All of lore.kernel.org
 help / color / mirror / Atom feed
From: Jan Kara <jack@suse.cz>
To: <linux-fsdevel@vger.kernel.org>
Cc: <linux-block@vger.kernel.org>,
	Christoph Hellwig <hch@infradead.org>,
	Christian Brauner <brauner@kernel.org>,
	Jens Axboe <axboe@kernel.dk>, Kees Cook <keescook@google.com>,
	Ted Tso <tytso@mit.edu>, syzkaller <syzkaller@googlegroups.com>,
	Alexander Popov <alex.popov@linux.com>,
	Eric Biggers <ebiggers@google.com>, <linux-xfs@vger.kernel.org>,
	linux-btrfs@vger.kernel.org, Dmitry Vyukov <dvyukov@google.com>,
	Jan Kara <jack@suse.cz>
Subject: [PATCH 6/6] fs: Make bind mounts work with bdev_allow_write_mounted=n
Date: Tue,  4 Jul 2023 14:56:54 +0200	[thread overview]
Message-ID: <20230704125702.23180-6-jack@suse.cz> (raw)
In-Reply-To: <20230704122727.17096-1-jack@suse.cz>

When we don't allow opening of mounted block devices for writing, bind
mounting is broken because the bind mount tries to open the block device
before finding the superblock for it already exists.
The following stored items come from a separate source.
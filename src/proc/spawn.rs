// src/proc/spawn.rs

//! Spawning the supervised tool into its own process group.

use std::process::Stdio;

use tokio::process::{Child, ChildStderr, ChildStdout, Command};
use tracing::debug;

use crate::command::CommandSpec;
use crate::errors::{DlpilotError, Result};

/// One spawned child, leader of its own process group.
///
/// Exactly one of these exists per session; it is dropped once the exit
/// status has been observed or a forced kill has completed.
#[derive(Debug)]
pub struct ChildProcess {
    pid: u32,
    child: Child,
}

impl ChildProcess {
    /// Process id; doubles as the process-group id (the child is the
    /// group leader).
    pub fn pid(&self) -> u32 {
        self.pid
    }

    /// Wait for the process to exit. Safe to call again after a timeout
    /// cancelled an earlier wait.
    pub async fn wait(&mut self) -> std::io::Result<std::process::ExitStatus> {
        self.child.wait().await
    }

    /// Take the stdout pipe for async reading, if still attached.
    pub fn take_stdout(&mut self) -> Option<ChildStdout> {
        self.child.stdout.take()
    }

    /// Take the stderr pipe for async reading, if still attached.
    pub fn take_stderr(&mut self) -> Option<ChildStderr> {
        self.child.stderr.take()
    }
}

/// Spawn the tool described by `spec` with both output pipes captured.
///
/// The child runs in the target directory and, on unix, calls `setsid()`
/// before exec so one signal can reach it and every descendant. Failures
/// surface before any session state exists.
pub fn spawn_group(spec: &CommandSpec) -> Result<ChildProcess> {
    debug!(program = %spec.program.display(), args = ?spec.args, "spawning download tool");

    let mut command = Command::new(&spec.program);
    command
        .args(&spec.args)
        .current_dir(&spec.target_dir)
        .stdout(Stdio::piped())
        .stderr(Stdio::piped())
        .kill_on_drop(true);

    configure_process_group(&mut command);

    let mut child = command.spawn().map_err(|source| DlpilotError::SpawnError {
        program: spec.program.display().to_string(),
        source,
    })?;

    let pid = match child.id() {
        Some(pid) => pid,
        None => {
            // Exited between spawn and here; extremely unlikely but the id
            // is load-bearing for group signaling.
            return Err(DlpilotError::SpawnError {
                program: spec.program.display().to_string(),
                source: std::io::Error::other("spawned child has no pid"),
            });
        }
    };

    debug!(pid, "download tool spawned in its own process group");
    Ok(ChildProcess { pid, child })
}

#[cfg(unix)]
fn configure_process_group(command: &mut Command) {
    // Safety: setsid() is async-signal-safe, so it may run between fork and
    // exec. It makes the child a session and process-group leader.
    unsafe {
        command.pre_exec(|| {
            if libc::setsid() == -1 {
                return Err(std::io::Error::last_os_error());
            }
            Ok(())
        });
    }
}

#[cfg(windows)]
fn configure_process_group(_command: &mut Command) {
    // Tree-wide termination goes through `taskkill /T`; no spawn flags
    // are needed for that.
}
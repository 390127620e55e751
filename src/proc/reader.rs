// src/proc/reader.rs

//! Merged, permissively-decoded line stream over the child's output pipes.
//!
//! One reader task per pipe feeds a single unbounded channel, so the
//! receiver sees stdout and stderr lines interleaved in arrival order. The
//! channel is the lazy, single-pass line sequence the session loop pulls
//! from; it closes when both pipes do.

use std::borrow::Cow;

use tokio::io::{AsyncBufReadExt, AsyncRead, BufReader};
use tokio::process::{ChildStderr, ChildStdout};
use tokio::sync::mpsc;
use tracing::{debug, warn};

/// Merge both pipes into one line channel.
///
/// Pipes the caller already took (or that were never captured) are simply
/// absent from the merge; with neither pipe the stream is closed from the
/// start.
pub fn merged_lines(
    stdout: Option<ChildStdout>,
    stderr: Option<ChildStderr>,
) -> mpsc::UnboundedReceiver<String> {
    let (tx, rx) = mpsc::unbounded_channel();
    if let Some(pipe) = stdout {
        spawn_line_reader(pipe, tx.clone(), "stdout");
    }
    if let Some(pipe) = stderr {
        spawn_line_reader(pipe, tx, "stderr");
    }
    rx
}

fn spawn_line_reader<R>(pipe: R, tx: mpsc::UnboundedSender<String>, stream: &'static str)
where
    R: AsyncRead + Unpin + Send + 'static,
{
    tokio::spawn(async move {
        let mut reader = BufReader::new(pipe);
        let mut buf = Vec::new();
        loop {
            buf.clear();
            match reader.read_until(b'\n', &mut buf).await {
                Ok(0) => break,
                Ok(_) => {
                    for line in decode_lines(&buf) {
                        if tx.send(line).is_err() {
                            // Receiver gone; no point draining further.
                            return;
                        }
                    }
                }
                Err(e) => {
                    warn!(stream, error = %e, "output pipe read failed, ending stream");
                    break;
                }
            }
        }
        debug!(stream, "output stream closed");
    });
}

/// Decode one newline-terminated chunk permissively.
///
/// Invalid byte sequences are substituted, never fatal. Embedded carriage
/// returns split into their own lines: progress rewrites arrive as
/// `\r`-separated fragments when the tool is not in newline mode, and each
/// fragment carries its own facts.
fn decode_lines(buf: &[u8]) -> Vec<String> {
    let text = String::from_utf8_lossy(buf);
    if matches!(text, Cow::Owned(_)) {
        debug!("substituted invalid utf-8 bytes in tool output");
    }
    text.split('\r')
        .map(|piece| piece.trim_end_matches('\n').to_string())
        .filter(|piece| !piece.is_empty())
        .collect()
}
use smartreply::gemini::{GeminiClient, GeminiError};
use std::io::{BufRead, BufReader, Read, Write};
use std::net::TcpListener;
use std::sync::{Arc, Mutex};
use std::thread;

static ENV_LOCK: Mutex<()> = Mutex::new(());

#[derive(Debug, Clone)]
struct RecordedRequest {
    path: String,
    body: String,
}

struct MockGeminiServer {
    base_url: String,
    requests: Arc<Mutex<Vec<RecordedRequest>>>,
    handle: Option<thread::JoinHandle<()>>,
}

impl MockGeminiServer {
    fn start(expected_requests: usize, status: u16, response_body: String) -> Self {
        let listener = TcpListener::bind("127.0.0.1:0").expect("bind mock server");
        let addr = listener.local_addr().expect("local addr");
        let requests = Arc::new(Mutex::new(Vec::new()));
        let requests_for_thread = Arc::clone(&requests);

        let handle = thread::spawn(move || {
            for _ in 0..expected_requests {
                let (mut stream, _) = listener.accept().expect("accept");
                let mut reader = BufReader::new(stream.try_clone().expect("clone stream"));

                let mut request_line = String::new();
                reader
                    .read_line(&mut request_line)
                    .expect("read request line");
                let path = request_line
                    .split_whitespace()
                    .nth(1)
                    .unwrap_or("/")
                    .to_string();

                let mut content_length = 0usize;
                loop {
                    let mut line = String::new();
                    reader.read_line(&mut line).expect("read header");
                    if line == "\r\n" || line.is_empty() {
                        break;
                    }
                    if line.to_ascii_lowercase().starts_with("content-length:") {
                        content_length = line
                            .split_once(':')
                            .map(|(_, v)| v.trim().parse::<usize>().unwrap_or(0))
                            .unwrap_or(0);
                    }
                }

                let mut body = vec![0_u8; content_length];
                if content_length > 0 {
                    reader.read_exact(&mut body).expect("read body");
                }

                requests_for_thread
                    .lock()
                    .expect("lock requests")
                    .push(RecordedRequest {
                        path,
                        body: String::from_utf8_lossy(&body).to_string(),
                    });

                let response = format!(
                    "HTTP/1.1 {} MOCK\r\nContent-Type: application/json\r\nContent-Length: {}\r\nConnection: close\r\n\r\n{}",
                    status,
                    response_body.len(),
                    response_body
                );
                stream
                    .write_all(response.as_bytes())
                    .expect("write response");
            }
        });

        Self {
            base_url: format!("http://{addr}"),
            requests,
            handle: Some(handle),
        }
    }

    fn finish(mut self) -> Vec<RecordedRequest> {
        if let Some(handle) = self.handle.take() {
            handle.join().expect("join mock server");
        }
        self.requests.lock().expect("lock requests").clone()
    }
}

fn candidate_envelope(text: &str) -> String {
    serde_json::json!({
        "candidates": [{
            "content": { "parts": [{ "text": text }] },
            "finishReason": "STOP",
        }]
    })
    .to_string()
}

fn set_env(base_url: &str) {
    std::env::set_var("GEMINI_API_KEY", "test-key");
    std::env::set_var("SMARTREPLY_GEMINI_API_BASE", base_url);
}

#[test]
fn single_reply_path_returns_the_free_text_candidate() {
    let _env_guard = ENV_LOCK.lock().expect("env lock");
    let server = MockGeminiServer::start(1, 200, candidate_envelope("On it, thanks!"));
    set_env(&server.base_url);

    let client = GeminiClient::from_env("gemini-2.5-flash").expect("client");
    let replies = client
        .generate_replies("can you pick this up?", "", 1)
        .expect("replies");
    assert_eq!(replies, vec!["On it, thanks!".to_string()]);

    let requests = server.finish();
    assert_eq!(requests.len(), 1);
    assert!(requests[0]
        .path
        .starts_with("/v1beta/models/gemini-2.5-flash:generateContent"));
    assert!(requests[0].path.contains("key=test-key"));
    let body: serde_json::Value = serde_json::from_str(&requests[0].body).expect("request json");
    let instruction = body["systemInstruction"]["parts"][0]["text"]
        .as_str()
        .expect("instruction");
    assert!(instruction.contains("concise and professional"));
    let prompt = body["contents"][0]["parts"][0]["text"]
        .as_str()
        .expect("prompt");
    assert!(prompt.contains("can you pick this up?"));
    assert!(body.get("generationConfig").is_none());
}

#[test]
fn multi_reply_path_requests_structured_json_and_parses_the_array() {
    let _env_guard = ENV_LOCK.lock().expect("env lock");
    let server = MockGeminiServer::start(
        1,
        200,
        candidate_envelope(r#"{"replies":["a","b","c"]}"#),
    );
    set_env(&server.base_url);

    let client = GeminiClient::from_env("gemini-2.5-flash").expect("client");
    let replies = client
        .generate_replies("status?", "use emojis", 3)
        .expect("replies");
    assert_eq!(
        replies,
        vec!["a".to_string(), "b".to_string(), "c".to_string()]
    );

    let requests = server.finish();
    let body: serde_json::Value = serde_json::from_str(&requests[0].body).expect("request json");
    assert_eq!(body["generationConfig"]["responseMimeType"], "application/json");
    assert_eq!(
        body["generationConfig"]["responseSchema"]["required"],
        serde_json::json!(["replies"])
    );
    let instruction = body["systemInstruction"]["parts"][0]["text"]
        .as_str()
        .expect("instruction");
    assert!(instruction.contains("3 different and varied replies"));
    assert!(instruction.contains("use emojis"));
}

#[test]
fn multi_reply_length_is_passed_through_as_is() {
    let _env_guard = ENV_LOCK.lock().expect("env lock");
    let server = MockGeminiServer::start(1, 200, candidate_envelope(r#"{"replies":["only one"]}"#));
    set_env(&server.base_url);

    let client = GeminiClient::from_env("gemini-2.5-flash").expect("client");
    let replies = client.generate_replies("status?", "", 4).expect("replies");
    assert_eq!(replies, vec!["only one".to_string()]);
    server.finish();
}

#[test]
fn malformed_multi_reply_json_is_a_reply_format_error() {
    let _env_guard = ENV_LOCK.lock().expect("env lock");
    let server = MockGeminiServer::start(1, 200, candidate_envelope("sorry, no json here"));
    set_env(&server.base_url);

    let client = GeminiClient::from_env("gemini-2.5-flash").expect("client");
    let err = client
        .generate_replies("status?", "", 2)
        .expect_err("format failure");
    assert!(matches!(err, GeminiError::ReplyFormat(_)));
    server.finish();
}

#[test]
fn missing_replies_field_is_a_reply_format_error() {
    let _env_guard = ENV_LOCK.lock().expect("env lock");
    let server = MockGeminiServer::start(1, 200, candidate_envelope(r#"{"answers":["a","b"]}"#));
    set_env(&server.base_url);

    let client = GeminiClient::from_env("gemini-2.5-flash").expect("client");
    let err = client
        .generate_replies("status?", "", 2)
        .expect_err("format failure");
    assert!(matches!(err, GeminiError::ReplyFormat(_)));
    server.finish();
}

#[test]
fn empty_candidate_list_is_an_empty_response_error() {
    let _env_guard = ENV_LOCK.lock().expect("env lock");
    let server = MockGeminiServer::start(1, 200, r#"{"candidates":[]}"#.to_string());
    set_env(&server.base_url);

    let client = GeminiClient::from_env("gemini-2.5-flash").expect("client");
    let err = client
        .generate_replies("status?", "", 1)
        .expect_err("empty response");
    assert!(matches!(err, GeminiError::EmptyResponse));
    server.finish();
}

#[test]
fn api_status_failure_carries_status_and_message() {
    let _env_guard = ENV_LOCK.lock().expect("env lock");
    let server = MockGeminiServer::start(
        1,
        429,
        r#"{"error":{"message":"quota exhausted"}}"#.to_string(),
    );
    set_env(&server.base_url);

    let client = GeminiClient::from_env("gemini-2.5-flash").expect("client");
    let err = client
        .generate_replies("status?", "", 1)
        .expect_err("api failure");
    match err {
        GeminiError::Api { status, message } => {
            assert_eq!(status, 429);
            assert_eq!(message, "quota exhausted");
        }
        other => panic!("expected api error, got {other:?}"),
    }
    server.finish();
}

#[test]
fn missing_api_key_is_a_configuration_error() {
    let _env_guard = ENV_LOCK.lock().expect("env lock");
    std::env::remove_var("GEMINI_API_KEY");

    let err = GeminiClient::from_env("gemini-2.5-flash").expect_err("missing key");
    assert!(matches!(err, GeminiError::MissingApiKey));
    assert!(err.to_string().contains("GEMINI_API_KEY"));
}

#[test]
fn blank_api_key_counts_as_absent() {
    let _env_guard = ENV_LOCK.lock().expect("env lock");
    std::env::set_var("GEMINI_API_KEY", "   ");

    let err = GeminiClient::from_env("gemini-2.5-flash").expect_err("blank key");
    assert!(matches!(err, GeminiError::MissingApiKey));
}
Reorganize the
mounting code to first look whether the superblock for a particular
device is already mounted and open the block device only if it is not.

Signed-off-by: Jan Kara <jack@suse.cz>
---
 fs/super.c | 188 +++++++++++++++++++++++++----------------------------
 1 file changed, 89 insertions(+), 99 deletions(-)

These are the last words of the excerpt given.